商標権の存続期間は何故10年なのか

商標法では、商標権の存続期間は、設定の登録の日から10年を持って終了する、と規定されています。

日本ではこれが基本です。

まず、商標権の存続期間は、特許権、実用新案権、意匠権の存続期間との本質的な意味の違いがあります。

簡単に言うと、特許権等については、権利者の独占期間と技術等の解放時期とのバランスを取っている、ということです。

一方、商標権については、長年商標に蓄積された信用を保護するためにはそもそも存続期間を設定する必要がないけれど、使用されない商標が大量にあっても困るから、存続期間を10年に区切って、必要なら存続期間を何回でも更新できる、ということです。

法律の解説では、「10年」という数字の意味までは明確にされていません。

半永久使用を想定すると、一人の人間の経済活動期間は数十年ですが、企業の経済活動期間は(可能であれば)永久に存続することを考えると、「10年」の区切りは妥当なようにも思えます。
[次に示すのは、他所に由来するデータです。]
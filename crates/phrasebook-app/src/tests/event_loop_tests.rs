use std::sync::Arc;
use std::time::Duration;

use kanal::{AsyncReceiver, AsyncSender};
use phrasebook_translator::{MockMode, MockTranslator, TranslateError, Translator};
use phrasebook_types::{AppEvent, Language, TranslationOrigin};
use tokio::task::JoinHandle;
use tokio::time::timeout;
use tokio_util::sync::CancellationToken;

use super::{ZH_TO_KO, embedded_state, test_state};
use crate::events::event_loop;
use crate::state::AppState;

struct Harness {
    state: Arc<AppState>,
    cancel: CancellationToken,
    input: AsyncSender<AppEvent>,
    output: AsyncReceiver<AppEvent>,
    handle: JoinHandle<anyhow::Result<()>>,
}

impl Harness {
    fn start(translator: Option<Arc<dyn Translator>>) -> Self {
        Self::with_state(test_state(translator))
    }

    fn with_state(state: Arc<AppState>) -> Self {
        let cancel = CancellationToken::new();
        let (input, input_rx) = kanal::unbounded_async();
        let (output_tx, output) = kanal::unbounded_async();

        let handle = tokio::spawn(event_loop(
            state.clone(),
            ZH_TO_KO,
            cancel.clone(),
            input_rx,
            output_tx,
        ));

        Self {
            state,
            cancel,
            input,
            output,
            handle,
        }
    }

    async fn type_text(&self, text: &str) {
        self.input
            .send(AppEvent::TextInput(text.to_string()))
            .await
            .expect("send failed");
    }

    async fn next(&self) -> AppEvent {
        match timeout(Duration::from_secs(2), self.output.recv()).await {
            Ok(Ok(event)) => event,
            Ok(Err(e)) => panic!("Channel error: {}", e),
            Err(_) => panic!("Timeout - no output event"),
        }
    }
}

fn mock(mode: MockMode) -> Option<Arc<dyn Translator>> {
    Some(Arc::new(MockTranslator::new(mode)))
}

#[tokio::test]
async fn test_offline_phrase_is_shown_and_recorded() {
    let harness = Harness::start(None);
    harness.type_text("谢谢").await;

    match harness.next().await {
        AppEvent::ShowTranslation {
            source_text,
            result,
        } => {
            assert_eq!(source_text, "谢谢");
            assert_eq!(result.translated_text, "감사합니다");
            assert_eq!(result.origin, TranslationOrigin::Phrasebook);
            assert!(result.is_offline);
        }
        other => panic!("Expected translation, got {:?}", other),
    }

    let history = harness.state.history.read().await;
    assert_eq!(history.len(), 1);
    assert_eq!(history.entries()[0].target_text, "감사합니다");
}

#[tokio::test]
async fn test_embedded_catalog_greeting() {
    let harness = Harness::with_state(embedded_state());
    harness.type_text("你好").await;

    match harness.next().await {
        AppEvent::ShowTranslation { result, .. } => {
            assert_eq!(result.translated_text, "안녕하세요");
            assert_eq!(result.romanization.as_deref(), Some("annyeonghaseyo"));
            assert_eq!(result.matched_phrase.map(|e| e.id), Some("greeting_01".to_string()));
        }
        other => panic!("Expected translation, got {:?}", other),
    }
}

#[tokio::test]
async fn test_remote_translation_then_cache() {
    let harness = Harness::start(mock(MockMode::Suffix));

    harness.type_text("明天见").await;
    match harness.next().await {
        AppEvent::ShowTranslation { result, .. } => {
            assert_eq!(result.translated_text, "明天见_ko");
            assert_eq!(result.origin, TranslationOrigin::Provider);
            assert!(!result.is_offline);
        }
        other => panic!("Expected translation, got {:?}", other),
    }

    harness.type_text("明天见").await;
    match harness.next().await {
        AppEvent::ShowTranslation { result, .. } => {
            assert_eq!(result.origin, TranslationOrigin::Cache);
        }
        other => panic!("Expected translation, got {:?}", other),
    }

    harness.input.send(AppEvent::ClearCache).await.unwrap();
    assert!(matches!(harness.next().await, AppEvent::ShowMessage(m) if m == "Cache cleared"));
    assert!(harness.state.router.cache().is_empty());
}

#[tokio::test]
async fn test_remote_failure_offers_suggestions() {
    let harness = Harness::start(mock(MockMode::Error(TranslateError::ProviderServerError)));
    harness.type_text("你好呀").await;

    match harness.next().await {
        AppEvent::ShowError(message) => {
            assert!(message.contains("check your network connection"), "{message}");
        }
        other => panic!("Expected error, got {:?}", other),
    }

    match harness.next().await {
        AppEvent::ShowSuggestions {
            source_lang,
            entries,
        } => {
            assert_eq!(source_lang, Language::Chinese);
            let ids: Vec<&str> = entries.iter().map(|e| e.id.as_str()).collect();
            assert_eq!(ids, ["greeting_01", "greeting_03"]);
        }
        other => panic!("Expected suggestions, got {:?}", other),
    }

    assert!(harness.state.history.read().await.is_empty());
}

#[tokio::test]
async fn test_offline_only_miss_reports_error() {
    let harness = Harness::start(None);
    harness.type_text("明天见").await;

    match harness.next().await {
        AppEvent::ShowError(message) => {
            assert!(message.contains("no remote translation provider"), "{message}");
        }
        other => panic!("Expected error, got {:?}", other),
    }
}

#[tokio::test]
async fn test_history_and_stats_commands() {
    let harness = Harness::start(None);

    harness.input.send(AppEvent::ShowHistory).await.unwrap();
    assert!(matches!(harness.next().await, AppEvent::ShowMessage(m) if m == "History is empty"));

    harness.type_text("你好").await;
    harness.next().await;

    harness.input.send(AppEvent::ShowStats).await.unwrap();
    match harness.next().await {
        AppEvent::ShowMessage(m) => {
            assert!(m.starts_with("History: 1 of 20 (1 offline, 0 online, 100% offline)"), "{m}");
        }
        other => panic!("Expected stats, got {:?}", other),
    }
}

#[tokio::test]
async fn test_cancel_interrupts_slow_provider() {
    let slow = MockTranslator::with_delay(MockMode::Suffix, Duration::from_secs(30));
    let harness = Harness::start(Some(Arc::new(slow)));

    harness.type_text("明天见").await;
    tokio::time::sleep(Duration::from_millis(50)).await;
    harness.cancel.cancel();

    assert!(matches!(
        harness.next().await,
        AppEvent::ShowMessage(m) if m == "Translation cancelled"
    ));

    let result = timeout(Duration::from_secs(2), harness.handle).await;
    assert!(matches!(result, Ok(Ok(Ok(())))));
}

#[tokio::test]
async fn test_quit_stops_loop() {
    let harness = Harness::start(None);
    harness.input.send(AppEvent::Quit).await.unwrap();

    let result = timeout(Duration::from_secs(2), harness.handle).await;
    assert!(matches!(result, Ok(Ok(Ok(())))));
    assert!(harness.cancel.is_cancelled());
}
法制定時、商品・サービスのライフサイクルも10年単位で変化していたのかもしれません。

従いまして、何故10年なのかと問うてみたものの、結論としては制度がそうなっているから、としか言えなくてすみません。

なお、日本が加盟している商標の国際条約(マドリッド協定議定書や商標法条約)でも商標の存続期間は10年となっています。

さて、長らく存続期間は「10年」でしたが、平成8年から登録料を前半5年分と後半5年分とに分割納付することが可能になりました。

商標権の設定の登録時に、登録料の前半5年分を支払うと、5年後に登録料の後半分の支払いすなわち商標権を更新するか否かを選択できるようになったのです。

この制度は、短ライフサイクル製品について商標権維持の要否を権利者にチェックさせたり、登録料を安くしたりするために導入されました。

登録料が安くなるのは、前半5年分だけ商標権を維持して後半5年分は登録料を納付しない場合ですので注意が必要です。

10年分の登録料の一括納付は、「28,200円×区分数」ですが、分割の分納額は5年分が「区分数×16,400円」です。

分割納付は10年分を支払うと一括納付よりも割高ですが、最初の5年分を支払って更新しないとするならば割安です。

ですので、5年毎の権利維持の選択権を買うか、最初から10年分を一括納付するかの選択が可能になっています。

ところで、特許庁には、中小企業から登録商標を1年毎に更新できるようにして欲しいという要望もあるようです。

「1年」という期間は半永久使用を可能とする商標制度では非常に短い期間です。

ここからは個人的な考察ですが、このような要望は、対象が超短期ライフサイクル製品であることと、商標権維持のコストを安くしたいということだと思いますが、超短期ライフサイクル製品についてはそもそも特許権等も含めて権利化が必須とは思いません。

例えばペーパークラフトのような製品の場合、毎年新しいデザインやネーミング等で売られ、季節モノもあり、そもそも権利化が間に合わない。模倣の被害もあるようですが、短期間で次の製品が発売されるため、いたちごっこが続くようです。

このような超短期ライフサイクル製品について、1年間、商標を維持する意味を考えたとき、権利消滅後に商標権の存続期間における損害賠償を請求することくらいです。しかも、非常に短期間の売り上げに対しての損害賠償請求です。費用対効果を考えると、割高になるかもしれません。

しかも、現在の分割納付でさえ一括納付よりも割高です。1年更新という制度が導入されたら、1年毎の更新料は現在の分割納付に対しても非常に割高に設定されるのではないでしょうか。

権利者も特許庁も手続き処理が増え、両者ともコストが上がり、全員が疲弊します。

1年更新の願望を特許庁に訴えるよりも、現在の商標制度は10年単位あるいは5年単位で更新を認めていますので、これらの更新期間を上手く利用してビジネスするほうが得策です。